* Task instructions *
All entries that follow are to be written out verbatim.

(Dataset entries)
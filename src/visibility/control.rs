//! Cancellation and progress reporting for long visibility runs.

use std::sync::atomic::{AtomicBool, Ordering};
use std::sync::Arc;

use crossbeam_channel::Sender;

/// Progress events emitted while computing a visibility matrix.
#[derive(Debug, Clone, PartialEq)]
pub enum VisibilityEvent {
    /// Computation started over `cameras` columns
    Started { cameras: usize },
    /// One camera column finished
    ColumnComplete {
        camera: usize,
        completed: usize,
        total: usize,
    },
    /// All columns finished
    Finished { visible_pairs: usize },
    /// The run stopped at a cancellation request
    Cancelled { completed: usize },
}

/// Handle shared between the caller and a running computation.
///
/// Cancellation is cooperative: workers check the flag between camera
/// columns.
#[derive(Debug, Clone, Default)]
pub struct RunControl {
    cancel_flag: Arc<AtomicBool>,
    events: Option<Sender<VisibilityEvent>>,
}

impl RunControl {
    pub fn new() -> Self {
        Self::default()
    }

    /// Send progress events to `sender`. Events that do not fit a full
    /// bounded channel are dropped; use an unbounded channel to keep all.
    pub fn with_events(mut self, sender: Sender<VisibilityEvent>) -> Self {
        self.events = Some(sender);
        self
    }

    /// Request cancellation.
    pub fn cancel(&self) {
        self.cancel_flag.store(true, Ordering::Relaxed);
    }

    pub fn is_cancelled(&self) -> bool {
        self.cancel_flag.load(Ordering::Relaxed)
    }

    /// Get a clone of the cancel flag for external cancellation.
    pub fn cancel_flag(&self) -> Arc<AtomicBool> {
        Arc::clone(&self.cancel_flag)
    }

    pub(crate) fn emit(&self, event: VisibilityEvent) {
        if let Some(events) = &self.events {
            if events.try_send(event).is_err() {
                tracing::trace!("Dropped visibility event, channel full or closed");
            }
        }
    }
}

* Problem solution *
filename src/visibility/control.rs
//! Cancellation and progress reporting for long visibility runs.

use std::sync::atomic::{AtomicBool, Ordering};
use std::sync::Arc;

use crossbeam_channel::Sender;

/// Progress events emitted while computing a visibility matrix.
#[derive(Debug, Clone, PartialEq)]
pub enum VisibilityEvent {
    /// Computation started over `cameras` columns
    Started { cameras: usize },
    /// One camera column finished
    ColumnComplete {
        camera: usize,
        completed: usize,
        total: usize,
    },
    /// All columns finished
    Finished { visible_pairs: usize },
    /// The run stopped at a cancellation request
    Cancelled { completed: usize },
}

/// Handle shared between the caller and a running computation.
///
/// Cancellation is cooperative: workers check the flag between camera
/// columns.
#[derive(Debug, Clone, Default)]
pub struct RunControl {
    cancel_flag: Arc<AtomicBool>,
    events: Option<Sender<VisibilityEvent>>,
}

impl RunControl {
    pub fn new() -> Self {
        Self::default()
    }

    /// Send progress events to `sender`. Events that do not fit a full
    /// bounded channel are dropped; use an unbounded channel to keep all.
    pub fn with_events(mut self, sender: Sender<VisibilityEvent>) -> Self {
        self.events = Some(sender);
        self
    }

    /// Request cancellation.
    pub fn cancel(&self) {
        self.cancel_flag.store(true, Ordering::Relaxed);
    }

    pub fn is_cancelled(&self) -> bool {
        self.cancel_flag.load(Ordering::Relaxed)
    }

    /// Get a clone of the cancel flag for external cancellation.
    pub fn cancel_flag(&self) -> Arc<AtomicBool> {
        Arc::clone(&self.cancel_flag)
    }

    pub(crate) fn emit(&self, event: VisibilityEvent) {
        if let Some(events) = &self.events {
            if events.try_send(event).is_err() {
                tracing::trace!("Dropped visibility event, channel full or closed");
            }
        }
    }
}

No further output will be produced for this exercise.